*SUPPLIED MATERIAL*.
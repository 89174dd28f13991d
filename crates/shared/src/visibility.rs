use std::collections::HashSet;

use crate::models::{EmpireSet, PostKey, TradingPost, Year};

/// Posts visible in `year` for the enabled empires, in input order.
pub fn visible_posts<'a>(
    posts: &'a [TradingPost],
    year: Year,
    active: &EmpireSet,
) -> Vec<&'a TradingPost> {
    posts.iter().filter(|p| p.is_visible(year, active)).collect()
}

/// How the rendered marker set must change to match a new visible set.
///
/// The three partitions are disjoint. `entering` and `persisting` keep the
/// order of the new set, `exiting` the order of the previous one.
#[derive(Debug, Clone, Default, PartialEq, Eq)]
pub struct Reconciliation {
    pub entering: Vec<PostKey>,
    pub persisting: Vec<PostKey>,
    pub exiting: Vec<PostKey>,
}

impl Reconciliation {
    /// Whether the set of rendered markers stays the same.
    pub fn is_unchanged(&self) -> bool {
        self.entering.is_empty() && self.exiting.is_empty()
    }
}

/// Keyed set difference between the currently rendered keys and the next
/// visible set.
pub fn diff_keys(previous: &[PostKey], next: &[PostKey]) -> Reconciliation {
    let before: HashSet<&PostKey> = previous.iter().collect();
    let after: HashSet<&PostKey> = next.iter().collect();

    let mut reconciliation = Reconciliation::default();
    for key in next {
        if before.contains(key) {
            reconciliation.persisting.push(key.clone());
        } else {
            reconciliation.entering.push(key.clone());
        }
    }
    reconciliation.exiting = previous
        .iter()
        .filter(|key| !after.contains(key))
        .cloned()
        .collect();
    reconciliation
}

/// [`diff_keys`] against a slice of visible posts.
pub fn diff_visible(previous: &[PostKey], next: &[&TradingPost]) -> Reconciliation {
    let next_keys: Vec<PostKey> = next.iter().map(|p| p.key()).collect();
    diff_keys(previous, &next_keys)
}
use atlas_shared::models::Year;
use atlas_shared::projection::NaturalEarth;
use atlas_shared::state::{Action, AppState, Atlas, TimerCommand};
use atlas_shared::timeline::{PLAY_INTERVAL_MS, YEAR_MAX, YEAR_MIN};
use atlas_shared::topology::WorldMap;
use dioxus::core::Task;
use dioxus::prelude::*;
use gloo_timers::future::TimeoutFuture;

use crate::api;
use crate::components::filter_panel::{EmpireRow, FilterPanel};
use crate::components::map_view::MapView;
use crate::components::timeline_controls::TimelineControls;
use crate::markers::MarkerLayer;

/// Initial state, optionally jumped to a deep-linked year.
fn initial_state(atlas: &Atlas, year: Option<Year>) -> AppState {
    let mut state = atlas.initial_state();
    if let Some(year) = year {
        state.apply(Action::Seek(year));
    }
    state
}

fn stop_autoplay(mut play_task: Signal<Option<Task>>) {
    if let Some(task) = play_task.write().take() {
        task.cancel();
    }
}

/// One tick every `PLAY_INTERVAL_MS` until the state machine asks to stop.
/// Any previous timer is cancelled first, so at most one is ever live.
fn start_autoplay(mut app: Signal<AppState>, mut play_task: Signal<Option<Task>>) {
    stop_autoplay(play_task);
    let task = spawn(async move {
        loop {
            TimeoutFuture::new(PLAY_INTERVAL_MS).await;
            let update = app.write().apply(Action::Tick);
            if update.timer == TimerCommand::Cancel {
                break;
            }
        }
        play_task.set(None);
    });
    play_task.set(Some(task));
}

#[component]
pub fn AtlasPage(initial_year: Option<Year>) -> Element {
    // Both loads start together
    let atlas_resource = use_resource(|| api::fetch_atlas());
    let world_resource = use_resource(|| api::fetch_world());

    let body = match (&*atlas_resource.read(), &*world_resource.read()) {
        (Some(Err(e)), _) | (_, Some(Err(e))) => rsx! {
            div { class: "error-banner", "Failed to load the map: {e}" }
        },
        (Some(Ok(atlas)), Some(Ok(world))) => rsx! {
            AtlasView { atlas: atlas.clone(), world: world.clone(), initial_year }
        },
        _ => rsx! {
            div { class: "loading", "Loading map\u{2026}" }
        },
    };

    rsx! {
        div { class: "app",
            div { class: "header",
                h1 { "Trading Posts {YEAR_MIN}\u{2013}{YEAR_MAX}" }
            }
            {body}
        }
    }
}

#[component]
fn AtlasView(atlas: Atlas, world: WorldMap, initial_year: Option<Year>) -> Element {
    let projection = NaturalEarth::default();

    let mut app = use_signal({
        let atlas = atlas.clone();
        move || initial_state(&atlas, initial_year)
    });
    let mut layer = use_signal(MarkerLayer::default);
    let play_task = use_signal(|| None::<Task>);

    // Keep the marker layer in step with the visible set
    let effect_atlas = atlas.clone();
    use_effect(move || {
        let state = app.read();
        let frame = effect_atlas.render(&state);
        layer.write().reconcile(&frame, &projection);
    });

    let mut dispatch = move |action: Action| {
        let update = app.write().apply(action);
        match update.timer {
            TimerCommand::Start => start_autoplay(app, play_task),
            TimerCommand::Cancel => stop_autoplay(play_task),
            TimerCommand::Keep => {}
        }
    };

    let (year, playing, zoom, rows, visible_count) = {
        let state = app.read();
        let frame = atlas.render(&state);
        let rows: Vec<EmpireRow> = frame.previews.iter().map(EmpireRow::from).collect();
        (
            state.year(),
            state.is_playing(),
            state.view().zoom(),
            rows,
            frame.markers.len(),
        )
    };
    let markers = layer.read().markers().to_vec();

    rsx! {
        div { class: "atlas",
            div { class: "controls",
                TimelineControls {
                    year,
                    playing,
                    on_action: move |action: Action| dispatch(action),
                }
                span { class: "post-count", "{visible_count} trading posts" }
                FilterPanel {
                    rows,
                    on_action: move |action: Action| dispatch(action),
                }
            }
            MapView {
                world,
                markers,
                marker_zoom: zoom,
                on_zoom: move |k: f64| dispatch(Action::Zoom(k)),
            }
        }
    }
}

*TASK REQUIREMENTS*.
Copy each line of the listing above that contains the word "components".

*EXPECTED OUTPUT*.
use crate::components::filter_panel::{EmpireRow, FilterPanel};
use crate::components::map_view::MapView;
use crate::components::timeline_controls::TimelineControls;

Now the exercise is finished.